TASK GOAL:
Using the records below, transcribe word for word the stretch from the line that contains "password to reset." through the line that contains "pub(crate) struct SendNoticeArgs", both end lines included, and nothing else.

┌──

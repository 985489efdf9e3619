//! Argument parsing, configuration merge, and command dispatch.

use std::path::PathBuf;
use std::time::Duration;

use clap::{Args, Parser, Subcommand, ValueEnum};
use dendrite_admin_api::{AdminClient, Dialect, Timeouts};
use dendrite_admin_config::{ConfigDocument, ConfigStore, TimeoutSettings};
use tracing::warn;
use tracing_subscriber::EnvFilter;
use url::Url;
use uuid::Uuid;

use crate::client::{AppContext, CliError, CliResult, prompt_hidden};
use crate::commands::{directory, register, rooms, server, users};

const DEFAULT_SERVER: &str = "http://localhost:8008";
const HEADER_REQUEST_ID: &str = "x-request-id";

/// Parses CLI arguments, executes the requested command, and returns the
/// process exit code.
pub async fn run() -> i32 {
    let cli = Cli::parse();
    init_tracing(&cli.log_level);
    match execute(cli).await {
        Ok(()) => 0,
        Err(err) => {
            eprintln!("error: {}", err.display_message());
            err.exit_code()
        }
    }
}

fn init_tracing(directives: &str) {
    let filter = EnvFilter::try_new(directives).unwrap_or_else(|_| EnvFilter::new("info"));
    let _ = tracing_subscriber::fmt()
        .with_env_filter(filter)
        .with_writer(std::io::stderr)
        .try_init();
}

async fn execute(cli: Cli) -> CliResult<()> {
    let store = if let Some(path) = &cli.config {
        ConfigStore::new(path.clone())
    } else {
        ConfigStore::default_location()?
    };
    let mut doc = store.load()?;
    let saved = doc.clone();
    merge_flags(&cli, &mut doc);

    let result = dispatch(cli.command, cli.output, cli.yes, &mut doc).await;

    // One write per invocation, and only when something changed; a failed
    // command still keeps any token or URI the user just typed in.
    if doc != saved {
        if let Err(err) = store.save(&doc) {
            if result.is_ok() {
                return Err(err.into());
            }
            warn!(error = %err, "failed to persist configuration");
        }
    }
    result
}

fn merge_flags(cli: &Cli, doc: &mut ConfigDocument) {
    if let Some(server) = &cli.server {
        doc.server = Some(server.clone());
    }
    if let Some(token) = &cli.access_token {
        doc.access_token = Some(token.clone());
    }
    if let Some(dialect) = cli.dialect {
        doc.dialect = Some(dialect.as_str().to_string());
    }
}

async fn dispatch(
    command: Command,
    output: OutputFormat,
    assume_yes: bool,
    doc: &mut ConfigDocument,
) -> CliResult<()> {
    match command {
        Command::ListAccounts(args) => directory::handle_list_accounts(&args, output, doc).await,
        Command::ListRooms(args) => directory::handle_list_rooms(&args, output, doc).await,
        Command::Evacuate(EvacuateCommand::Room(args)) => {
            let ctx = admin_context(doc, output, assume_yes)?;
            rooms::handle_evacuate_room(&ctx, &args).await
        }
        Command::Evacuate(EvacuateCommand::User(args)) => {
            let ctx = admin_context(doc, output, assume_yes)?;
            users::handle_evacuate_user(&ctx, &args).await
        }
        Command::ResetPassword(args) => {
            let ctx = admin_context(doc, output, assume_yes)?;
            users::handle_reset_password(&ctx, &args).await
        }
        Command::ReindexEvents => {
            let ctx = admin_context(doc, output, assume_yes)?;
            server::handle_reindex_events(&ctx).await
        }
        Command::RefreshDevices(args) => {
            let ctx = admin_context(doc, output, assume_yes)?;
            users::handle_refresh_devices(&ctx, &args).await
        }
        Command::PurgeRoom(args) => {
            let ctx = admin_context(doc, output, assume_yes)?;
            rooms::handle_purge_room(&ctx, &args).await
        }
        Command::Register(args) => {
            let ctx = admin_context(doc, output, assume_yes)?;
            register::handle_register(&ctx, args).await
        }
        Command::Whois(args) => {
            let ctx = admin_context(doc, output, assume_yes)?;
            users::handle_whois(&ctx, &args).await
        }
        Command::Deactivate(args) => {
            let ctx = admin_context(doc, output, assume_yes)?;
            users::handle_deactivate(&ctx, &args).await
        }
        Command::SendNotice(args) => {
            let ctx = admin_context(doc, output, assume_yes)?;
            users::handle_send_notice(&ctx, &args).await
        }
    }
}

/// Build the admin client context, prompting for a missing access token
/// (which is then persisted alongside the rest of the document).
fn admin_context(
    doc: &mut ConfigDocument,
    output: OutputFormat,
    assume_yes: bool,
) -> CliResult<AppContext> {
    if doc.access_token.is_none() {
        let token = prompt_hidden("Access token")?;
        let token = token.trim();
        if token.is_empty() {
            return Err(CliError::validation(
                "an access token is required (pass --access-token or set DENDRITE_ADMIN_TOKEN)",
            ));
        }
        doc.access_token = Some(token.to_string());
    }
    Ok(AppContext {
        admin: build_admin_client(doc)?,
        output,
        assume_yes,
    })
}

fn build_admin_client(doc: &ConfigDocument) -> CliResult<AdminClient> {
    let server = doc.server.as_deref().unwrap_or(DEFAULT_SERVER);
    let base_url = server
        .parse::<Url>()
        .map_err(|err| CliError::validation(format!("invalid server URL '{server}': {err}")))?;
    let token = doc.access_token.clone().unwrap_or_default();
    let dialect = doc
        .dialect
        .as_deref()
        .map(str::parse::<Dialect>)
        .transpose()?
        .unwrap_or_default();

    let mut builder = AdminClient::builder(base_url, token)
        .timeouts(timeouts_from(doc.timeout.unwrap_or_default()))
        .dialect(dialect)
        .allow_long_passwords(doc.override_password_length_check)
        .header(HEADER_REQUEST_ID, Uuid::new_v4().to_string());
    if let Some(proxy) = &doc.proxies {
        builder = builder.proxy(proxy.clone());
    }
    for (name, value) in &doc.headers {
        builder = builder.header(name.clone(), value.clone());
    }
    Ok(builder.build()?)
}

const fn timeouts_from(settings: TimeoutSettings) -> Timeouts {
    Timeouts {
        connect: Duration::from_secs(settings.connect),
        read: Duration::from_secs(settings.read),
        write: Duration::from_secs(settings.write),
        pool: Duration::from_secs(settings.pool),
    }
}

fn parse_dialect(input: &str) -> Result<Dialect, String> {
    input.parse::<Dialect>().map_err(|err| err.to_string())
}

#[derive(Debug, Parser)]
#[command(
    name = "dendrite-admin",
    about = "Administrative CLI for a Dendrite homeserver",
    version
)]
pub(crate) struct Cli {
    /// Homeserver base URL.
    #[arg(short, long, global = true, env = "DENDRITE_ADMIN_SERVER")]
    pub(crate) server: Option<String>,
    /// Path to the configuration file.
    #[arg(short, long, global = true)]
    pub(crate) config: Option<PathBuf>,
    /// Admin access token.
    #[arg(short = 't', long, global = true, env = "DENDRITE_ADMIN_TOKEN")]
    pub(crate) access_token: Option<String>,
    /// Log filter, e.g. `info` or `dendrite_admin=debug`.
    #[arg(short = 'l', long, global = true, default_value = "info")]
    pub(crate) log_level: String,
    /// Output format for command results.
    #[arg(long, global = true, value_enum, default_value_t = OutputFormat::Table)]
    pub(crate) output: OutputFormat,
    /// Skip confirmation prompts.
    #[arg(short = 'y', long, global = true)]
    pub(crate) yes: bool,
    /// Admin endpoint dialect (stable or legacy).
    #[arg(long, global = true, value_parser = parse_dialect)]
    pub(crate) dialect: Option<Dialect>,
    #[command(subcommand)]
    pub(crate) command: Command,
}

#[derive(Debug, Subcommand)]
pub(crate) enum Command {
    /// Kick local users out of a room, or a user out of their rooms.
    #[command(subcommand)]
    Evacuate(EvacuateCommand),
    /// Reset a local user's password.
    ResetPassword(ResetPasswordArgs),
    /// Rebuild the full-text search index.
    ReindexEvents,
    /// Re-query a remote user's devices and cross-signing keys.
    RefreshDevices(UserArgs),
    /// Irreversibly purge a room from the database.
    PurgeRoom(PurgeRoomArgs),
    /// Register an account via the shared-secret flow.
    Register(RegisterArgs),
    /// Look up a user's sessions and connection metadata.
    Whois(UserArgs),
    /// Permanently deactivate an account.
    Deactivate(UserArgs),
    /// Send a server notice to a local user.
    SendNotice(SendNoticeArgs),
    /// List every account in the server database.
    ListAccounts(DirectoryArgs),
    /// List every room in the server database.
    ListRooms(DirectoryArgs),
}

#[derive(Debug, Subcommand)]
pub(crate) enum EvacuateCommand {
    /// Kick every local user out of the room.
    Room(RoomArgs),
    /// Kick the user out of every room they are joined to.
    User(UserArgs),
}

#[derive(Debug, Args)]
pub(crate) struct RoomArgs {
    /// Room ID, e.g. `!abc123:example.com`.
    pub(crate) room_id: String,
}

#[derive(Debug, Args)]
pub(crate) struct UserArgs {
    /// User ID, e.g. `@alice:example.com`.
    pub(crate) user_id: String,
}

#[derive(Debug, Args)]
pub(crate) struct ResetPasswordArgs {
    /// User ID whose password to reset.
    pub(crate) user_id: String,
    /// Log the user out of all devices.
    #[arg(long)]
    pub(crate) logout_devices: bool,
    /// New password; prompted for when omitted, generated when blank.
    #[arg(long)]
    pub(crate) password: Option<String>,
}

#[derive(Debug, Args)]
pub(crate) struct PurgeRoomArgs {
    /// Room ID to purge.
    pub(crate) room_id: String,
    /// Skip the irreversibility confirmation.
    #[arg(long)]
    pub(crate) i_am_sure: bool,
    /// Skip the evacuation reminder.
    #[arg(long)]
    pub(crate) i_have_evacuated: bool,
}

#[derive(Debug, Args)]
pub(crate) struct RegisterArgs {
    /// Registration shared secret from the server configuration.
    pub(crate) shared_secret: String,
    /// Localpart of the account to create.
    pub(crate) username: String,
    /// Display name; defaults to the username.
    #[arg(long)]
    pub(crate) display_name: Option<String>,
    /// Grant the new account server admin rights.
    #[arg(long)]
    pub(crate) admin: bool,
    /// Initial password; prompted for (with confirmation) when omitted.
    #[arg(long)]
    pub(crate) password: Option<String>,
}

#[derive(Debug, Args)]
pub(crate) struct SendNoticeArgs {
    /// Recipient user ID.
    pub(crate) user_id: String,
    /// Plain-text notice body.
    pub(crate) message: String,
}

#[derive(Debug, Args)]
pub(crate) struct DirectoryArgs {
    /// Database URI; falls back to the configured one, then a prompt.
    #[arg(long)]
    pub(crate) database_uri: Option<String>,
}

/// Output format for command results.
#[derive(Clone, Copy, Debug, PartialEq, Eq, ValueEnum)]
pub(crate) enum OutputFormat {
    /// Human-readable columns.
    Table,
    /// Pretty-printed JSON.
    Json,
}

└──

WRITTEN ANSWER:
    /// User ID whose password to reset.
    pub(crate) user_id: String,
    /// Log the user out of all devices.
    #[arg(long)]
    pub(crate) logout_devices: bool,
    /// New password; prompted for when omitted, generated when blank.
    #[arg(long)]
    pub(crate) password: Option<String>,
}

#[derive(Debug, Args)]
pub(crate) struct PurgeRoomArgs {
    /// Room ID to purge.
    pub(crate) room_id: String,
    /// Skip the irreversibility confirmation.
    #[arg(long)]
    pub(crate) i_am_sure: bool,
    /// Skip the evacuation reminder.
    #[arg(long)]
    pub(crate) i_have_evacuated: bool,
}

#[derive(Debug, Args)]
pub(crate) struct RegisterArgs {
    /// Registration shared secret from the server configuration.
    pub(crate) shared_secret: String,
    /// Localpart of the account to create.
    pub(crate) username: String,
    /// Display name; defaults to the username.
    #[arg(long)]
    pub(crate) display_name: Option<String>,
    /// Grant the new account server admin rights.
    #[arg(long)]
    pub(crate) admin: bool,
    /// Initial password; prompted for (with confirmation) when omitted.
    #[arg(long)]
    pub(crate) password: Option<String>,
}

#[derive(Debug, Args)]
pub(crate) struct SendNoticeArgs {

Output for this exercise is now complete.